To be fair, even traditional mail included occasionally things that weren't strictly letters - postcards, illustrated catalogues etc. Much of that may have always been spam to many, but not to all - believe it or not, I often find occasional full-graphic "now on sale" ad-mails from some of the specialized sites I actually shop at actually rather useful (ie. random stuff from Amazon: not useful - shop selling only books and DVDs or RC hobby parts: potentially useful). Of course, this is NOT to endorse AMP in any sense, just to be clear, and I fully support anyone's choice who wants nothing but text - I'd just like to counterbalance it by pointing out that for at least some of us "text only (not even HTML)" is not one but several bridges too far.
Grow up - if you exclude style formatting you can't view tabular data nicely for one - design and layout are there to make things easier to read and comprehend.
Though I agree that's all that HMTL email should allow.
Anyway Microsoft Outlook won't adopt any of this for at least 20 years.
"monospace is fine for tabulating. In fact its a lot better than shit HTML"
Monospace has the further advantage that where "111.11" is displayed above "888.88", the individual digits display in the correct places.
Proportional fonts really aren't very good for displaying lists of more than one part or account number.
" if you exclude style formatting you can't view tabular data nicely for one"
If you want to send actual documents where this sort of thing is important, then attach a such a document. It's more useful that way anyhow, as people can view and manipulate it in an appropriate application rather than half-assing it in HTML. Don't pollute email with this crap.
simple/no-HTML newsreader should be a requirement.
I regularly ridicule people who insist on posting HTML content to USENET. One time I carefully constructed a USENET post [took some actual time] that had radically different content for the plain-text and HTML versions, basically ridiculing the asshat that thought HTML posts to USENET were so awesome. [this person also loves Win-10-nic, so there you go].
My initial motivation for installing an adblocker on my browser, followed by a script manager was those flash ads which would scroll across the screen with video and sound as soon as you scrolled down the page. El Reg was actually one of the worst offenders.
Any singing, dancing email messages will get AMP turned off and serious consideration given to ending email privileges for certain merchants of my acquaintance.

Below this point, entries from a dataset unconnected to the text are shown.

use catalog_host::{CatalogField, CatalogRecord};
use leptos::*;
use system_ui::prelude::*;

use super::bulk_popover::{BulkSelectorPopover, BulkSelectorToggle};
use crate::{
    columns::{catalog_columns, row_cells},
    model::TableState,
    reducer::TableAction,
    runtime_context::use_catalog_table,
};

const EMPTY_MESSAGE: &str = "No records found";

#[component]
pub(super) fn CatalogTable() -> impl IntoView {
    let runtime = use_catalog_table();
    let records = create_memo(move |_| runtime.state.with(|state| state.records.clone()));
    let page_selected = create_memo(move |_| runtime.state.with(TableState::page_fully_selected));
    let loading = Signal::derive(move || runtime.state.with(|state| state.loading));
    let popover_open = create_rw_signal(false);
    // Selection column plus one per field.
    let column_count = CatalogField::ALL.len() as u32 + 1;

    view! {
        <DataTable layout_class="catalog-table" aria_label="Artworks" aria_busy=loading>
            <TableHead>
                <TableHeaderCell ui_slot="selection" width="4rem">
                    <Cluster gap=LayoutGap::Sm>
                        <CheckboxField
                            aria_label="Select all rows on this page"
                            checked=page_selected
                            on_change=Callback::new(move |selected| {
                                runtime.dispatch_action(TableAction::SetPageSelection { selected })
                            })
                        />
                        <BulkSelectorToggle open=popover_open/>
                    </Cluster>
                </TableHeaderCell>
                {catalog_columns()
                    .into_iter()
                    .map(|column| view! { <TableHeaderCell>{column.header}</TableHeaderCell> })
                    .collect_view()}
            </TableHead>
            <TableBody
                empty=Signal::derive(move || records.with(Vec::is_empty))
                column_count=column_count
                empty_message=EMPTY_MESSAGE
            >
                <For
                    each=move || records.get()
                    key=|record| record.id
                    children=move |record| view! { <CatalogRow record=record/> }
                />
            </TableBody>
        </DataTable>
        <BulkSelectorPopover open=popover_open/>
    }
}

#[component]
fn CatalogRow(record: CatalogRecord) -> impl IntoView {
    let runtime = use_catalog_table();
    let record_id = record.id;
    let selected =
        create_memo(move |_| runtime.state.with(|state| state.selection.contains(record_id)));
    let row_label = format!("Select {}", record.display_value(CatalogField::Title));
    let cells = row_cells(&record);

    view! {
        <TableRow row_key=record_id.to_string() selected=selected>
            <TableCell ui_slot="selection">
                <CheckboxField
                    aria_label=row_label
                    checked=selected
                    on_change=Callback::new(move |_| {
                        runtime.dispatch_action(TableAction::ToggleRowSelection { record_id })
                    })
                />
            </TableCell>
            {cells
                .into_iter()
                .map(|text| view! { <TableCell>{text}</TableCell> })
                .collect_view()}
        </TableRow>
    }
}
use std::time::Duration;

use leptos::{logging, set_timeout, set_timeout_with_handle};

use crate::{model::Notice, reducer::TableAction, runtime_context::CatalogTableContext};

/// Replaces any armed debounce timer with one that fires `generation` after `delay`.
pub(super) fn schedule_bulk_debounce(
    runtime: CatalogTableContext,
    generation: u64,
    delay: Duration,
) {
    runtime.cancel_bulk_debounce();
    match set_timeout_with_handle(
        move || runtime.dispatch_action(TableAction::BulkDebounceElapsed { generation }),
        delay,
    ) {
        Ok(handle) => runtime.debounce_timer.set_value(Some(handle)),
        Err(err) => logging::warn!("bulk selector debounce timer failed: {err:?}"),
    }
}

pub(super) fn show_toast(runtime: CatalogTableContext, notice: Notice, life: Duration) {
    let id = runtime.push_toast(notice);
    set_timeout(move || runtime.dismiss_toast(id), life);
}
//! `window.fetch` interop for catalog requests, with a non-wasm fallback shim.

use catalog_host::FetchError;

#[cfg(target_arch = "wasm32")]
mod imp {
    use super::*;
    use wasm_bindgen::{JsCast, JsValue};
    use wasm_bindgen_futures::JsFuture;
    use web_sys::Response;

    fn js_error_to_string(err: JsValue) -> String {
        if let Some(text) = err.as_string() {
            return text;
        }
        if let Ok(message) = js_sys::Reflect::get(&err, &JsValue::from_str("message")) {
            if let Some(text) = message.as_string() {
                return text;
            }
        }
        format!("{err:?}")
    }

    fn transport(err: JsValue) -> FetchError {
        FetchError::Transport {
            message: js_error_to_string(err),
        }
    }

    pub async fn http_get_text(url: &str) -> Result<String, FetchError> {
        let window = web_sys::window().ok_or(FetchError::Unavailable)?;
        let value = JsFuture::from(window.fetch_with_str(url))
            .await
            .map_err(transport)?;
        let response: Response = value.dyn_into().map_err(|_| FetchError::Transport {
            message: "fetch resolved to a non-Response value".to_string(),
        })?;
        if !response.ok() {
            return Err(FetchError::Status {
                status: response.status(),
            });
        }
        let body = JsFuture::from(response.text().map_err(transport)?)
            .await
            .map_err(transport)?;
        body.as_string().ok_or_else(|| FetchError::Decode {
            message: "response body is not text".to_string(),
        })
    }
}

#[cfg(not(target_arch = "wasm32"))]
mod imp {
    use super::*;

    pub async fn http_get_text(_url: &str) -> Result<String, FetchError> {
        Err(FetchError::Unavailable)
    }
}

/// Performs a `GET` and returns the body text of a successful response.
pub async fn http_get_text(url: &str) -> Result<String, FetchError> {
    imp::http_get_text(url).await
}
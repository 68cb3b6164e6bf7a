use catalog_host::{
    CatalogConfig, CatalogFuture, CatalogPage, CatalogService, FetchError, MemoryCatalogService,
    PageRequest,
};

use crate::WebCatalogService;

/// Size of the synthetic dataset served by the stub strategy.
pub const STUB_CATALOG_SIZE: u64 = 240;

#[derive(Debug, Clone, Copy, PartialEq, Eq)]
/// Compile-time selected host strategy for catalog requests.
pub enum HostStrategy {
    /// Live catalog API through `window.fetch`.
    Browser,
    /// Synthetic in-memory catalog for offline development.
    Stub,
}

/// Returns the compile-time selected host strategy for the active build.
pub const fn selected_host_strategy() -> HostStrategy {
    #[cfg(feature = "catalog-host-stub")]
    {
        HostStrategy::Stub
    }

    #[cfg(not(feature = "catalog-host-stub"))]
    {
        HostStrategy::Browser
    }
}

/// Returns the selected host strategy as a stable string token.
pub fn host_strategy_name() -> &'static str {
    match selected_host_strategy() {
        HostStrategy::Browser => "browser",
        HostStrategy::Stub => "stub",
    }
}

/// Adapter enum that erases the concrete catalog backend behind [`CatalogService`].
#[derive(Debug, Clone)]
pub enum CatalogServiceAdapter {
    /// Live `window.fetch` transport.
    Browser(WebCatalogService),
    /// In-memory synthetic catalog.
    Stub(MemoryCatalogService),
}

impl CatalogService for CatalogServiceAdapter {
    fn fetch_page<'a>(
        &'a self,
        request: &'a PageRequest,
    ) -> CatalogFuture<'a, Result<CatalogPage, FetchError>> {
        match self {
            Self::Browser(service) => service.fetch_page(request),
            Self::Stub(service) => service.fetch_page(request),
        }
    }
}

/// Builds the catalog service for the selected host strategy.
pub fn catalog_service(config: &CatalogConfig) -> CatalogServiceAdapter {
    match selected_host_strategy() {
        HostStrategy::Browser => {
            CatalogServiceAdapter::Browser(WebCatalogService::from_config(config))
        }
        HostStrategy::Stub => {
            CatalogServiceAdapter::Stub(MemoryCatalogService::sample(STUB_CATALOG_SIZE))
        }
    }
}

I recently bought a cheep and cheerful pair of shoes from a bricks and mortar shop and got a scratch card with it which revealed a code, put it in at shoe emporium dotcom. To complete this process there was a button to confirm conditions acceptance AND membership of their email list, naughty, naughty. I unsubscribed at first opportunity and left them admonishment on their web page.
Bad behaviour is common, more common than it should be. It would seem the risk of being caught is low and the sanctions not worrying enough.
> Any singing, dancing email messages will get AMP turned off
What, based on AMP for Web, gives you any inclinatiom there's going to be an option to disable this heap o' shite?
Plenty of 'users' have asked for a way to globally opt out of AMP. It's not been forthcoming.
They're almost certainly going to go out of their way to shove this heap as far down our throats as possible.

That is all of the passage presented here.